Le congrès mondial de la jeunesse

4 août 1933

Mon cher

J’ai réfléchi beaucoup au congrès des Jeunesses et voici ce que j’ai définitivement décidé. Je vous demande de le présenter et de le faire accepter par le comité d’organisation et surtout de bien vouloir faire commencer au plus tôt le travail de propagande. Au reste ce plan de la préparation et de l’ordre du jour du Congrès diffère assez peu de celui que nous avions établi ensemble.

Pour le Congrès lui même, discours d’inauguration fait par moi, ensuite salutations, brève, des organisations, des représentants ouvriers, des personnalités manquantes. Donner une place importante dans ces salutations à une manifestation de fraternisation entre Français et Allemands, entre Chinois et Japonais.

Rapport principal sur la situation de la jeunesse en présence des dangers de guerre et sur ses tâches. Tout bien réfléchi, il vaut mieux que ce rapport ne soit pas de moi, mais de Raymond Guyot. J’enverrai de la documentation qui sera vers le 20 août à Paris.
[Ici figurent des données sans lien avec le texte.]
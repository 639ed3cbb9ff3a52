//! SQLite-backed message store.

use async_trait::async_trait;
use chrono::{DateTime, Utc};
use rusqlite::{params, Connection, Row};
use std::path::PathBuf;
use std::time::Duration;

use super::{ConversationFilter, MessageStore, StoreError};
use crate::core::Message;

/// How long a statement waits on another connection's lock before failing.
pub const DEFAULT_BUSY_TIMEOUT: Duration = Duration::from_secs(5);

const SCHEMA: &str = r#"
    CREATE TABLE IF NOT EXISTS messages (
        id INTEGER PRIMARY KEY AUTOINCREMENT,
        sender TEXT NOT NULL,
        recipient TEXT NOT NULL,
        content TEXT NOT NULL,
        ts INTEGER NOT NULL
    );
    CREATE INDEX IF NOT EXISTS idx_messages_sender ON messages(sender, ts);
    CREATE INDEX IF NOT EXISTS idx_messages_recipient ON messages(recipient, ts);
"#;

#[derive(Debug, Clone)]
pub struct SqliteStore {
    path: PathBuf,
    busy_timeout: Duration,
}

impl SqliteStore {
    /// Open the database at `path`, creating the file and schema if needed.
    pub fn open(path: impl Into<PathBuf>) -> Result<Self, StoreError> {
        Self::open_with_busy_timeout(path, DEFAULT_BUSY_TIMEOUT)
    }

    /// Like `open`, with a custom lock wait. A write that cannot get the
    /// lock in time fails inside SQLite and leaves nothing behind.
    pub fn open_with_busy_timeout(
        path: impl Into<PathBuf>,
        busy_timeout: Duration,
    ) -> Result<Self, StoreError> {
        let store = Self {
            path: path.into(),
            busy_timeout,
        };
        if let Some(parent) = store.path.parent() {
            std::fs::create_dir_all(parent)?;
        }

        let conn = store.connect()?;
        let mode: String = conn
            .query_row("PRAGMA journal_mode=WAL", [], |row| row.get(0))
            .map_err(StoreError::sqlite("journal mode"))?;
        conn.execute_batch(SCHEMA)
            .map_err(StoreError::sqlite("init"))?;

        tracing::debug!("Opened message store {} (journal={})", store.path.display(), mode);
        Ok(store)
    }

    fn connect(&self) -> Result<Connection, StoreError> {
        let conn = Connection::open(&self.path).map_err(StoreError::sqlite("open"))?;
        conn.busy_timeout(self.busy_timeout)
            .map_err(StoreError::sqlite("busy timeout"))?;
        Ok(conn)
    }

    async fn with_conn<T, F>(&self, f: F) -> Result<T, StoreError>
    where
        F: FnOnce(Connection) -> Result<T, StoreError> + Send + 'static,
        T: Send + 'static,
    {
        let store = self.clone();
        tokio::task::spawn_blocking(move || f(store.connect()?))
            .await
            .map_err(|e| StoreError::Task(e.to_string()))?
    }
}

#[async_trait]
impl MessageStore for SqliteStore {
    async fn append(&self, message: &Message) -> Result<(), StoreError> {
        let message = message.clone();
        self.with_conn(move |conn| {
            conn.execute(
                "INSERT INTO messages (sender, recipient, content, ts) VALUES (?1, ?2, ?3, ?4)",
                params![
                    message.sender,
                    message.recipient,
                    message.content,
                    message.timestamp.timestamp_micros()
                ],
            )
            .map_err(StoreError::sqlite("insert message"))?;
            Ok(())
        })
        .await
    }

    async fn conversation(&self, filter: &ConversationFilter) -> Result<Vec<Message>, StoreError> {
        let filter = filter.clone();
        self.with_conn(move |conn| {
            let rows = match &filter {
                ConversationFilter::Pair { user, peer } => {
                    let mut stmt = conn
                        .prepare(
                            "SELECT sender, recipient, content, ts FROM messages \
                             WHERE (sender = ?1 AND recipient = ?2) OR (sender = ?2 AND recipient = ?1) \
                             ORDER BY ts ASC, id ASC",
                        )
                        .map_err(StoreError::sqlite("prepare pair query"))?;
                    let rows = stmt
                        .query_map(params![user, peer], read_row)
                        .map_err(StoreError::sqlite("pair query"))?
                        .collect::<Result<Vec<_>, _>>()
                        .map_err(StoreError::sqlite("read pair row"))?;
                    rows
                }
                ConversationFilter::Participant { user } => {
                    let mut stmt = conn
                        .prepare(
                            "SELECT sender, recipient, content, ts FROM messages \
                             WHERE sender = ?1 OR recipient = ?1 \
                             ORDER BY ts ASC, id ASC",
                        )
                        .map_err(StoreError::sqlite("prepare participant query"))?;
                    let rows = stmt
                        .query_map(params![user], read_row)
                        .map_err(StoreError::sqlite("participant query"))?
                        .collect::<Result<Vec<_>, _>>()
                        .map_err(StoreError::sqlite("read participant row"))?;
                    rows
                }
            };

            rows.into_iter().map(StoredRow::into_message).collect()
        })
        .await
    }

    async fn count(&self) -> Result<usize, StoreError> {
        self.with_conn(|conn| {
            let count: i64 = conn
                .query_row("SELECT COUNT(*) FROM messages", [], |row| row.get(0))
                .map_err(StoreError::sqlite("count messages"))?;
            Ok(count as usize)
        })
        .await
    }
}

struct StoredRow {
    sender: String,
    recipient: String,
    content: String,
    ts: i64,
}

impl StoredRow {
    fn into_message(self) -> Result<Message, StoreError> {
        let timestamp = DateTime::<Utc>::from_timestamp_micros(self.ts)
            .ok_or_else(|| StoreError::Other(format!("timestamp out of range: {}", self.ts)))?;
        Ok(Message {
            sender: self.sender,
            recipient: self.recipient,
            content: self.content,
            timestamp,
        })
    }
}

fn read_row(row: &Row<'_>) -> rusqlite::Result<StoredRow> {
    Ok(StoredRow {
        sender: row.get(0)?,
        recipient: row.get(1)?,
        content: row.get(2)?,
        ts: row.get(3)?,
    })
}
Il serait très important qu’il y ait une délégation orientale (Chinois et Japonais), j’ai déjà envoyé un article d’un japonais que j’ai rencontré à Londres et que vous devez déjà avoir reçu. D’autre part, il faut télégraphier à notre délégation de Shanghai pour qu’elle s’occupe de cette question et nous fasse parvenir des délégués d’urgence. Je vous prie de bien vouloir envoyer ce télégramme. S’il y a une délégation orientale, il faut envisager un rapport ( de moindre dimension que le rapport principal )

Pour la délégation soviétique, j’ai fait ici une démarche pour qu’on puisse compter sur elle. Ce n’est qu’aujourd’hui que j’ai eu une réponse favorable absolument formelle. Mais il faudrait, je pense, d’urgence, sonder quelques difficultés officielles pour être sûrs qu’il n’y aura pas de difficultés pour l’accès de cette délégation en France. Voulez-vous vous en occuper aussi. La délégation soviétique ferait également un petit rapport sur la situation de la jeunesse soviétique, sur la politique de paix de l’U.R.S.S, etc. ...

Je pense qu’il faut revenir sur la décision que nous avions prise de ne faire désigner qu’un orateur par délégation étrangère. Il y a en effet des couches sociales différentes qui peuvent être représentées dans chaque délégation et il ne faudrait pas, par exemple, qu’un étudiant parle exclusivement au nom de la jeunesse d’un pays mais aussi qu’un jeune ouvrier puisse le faire.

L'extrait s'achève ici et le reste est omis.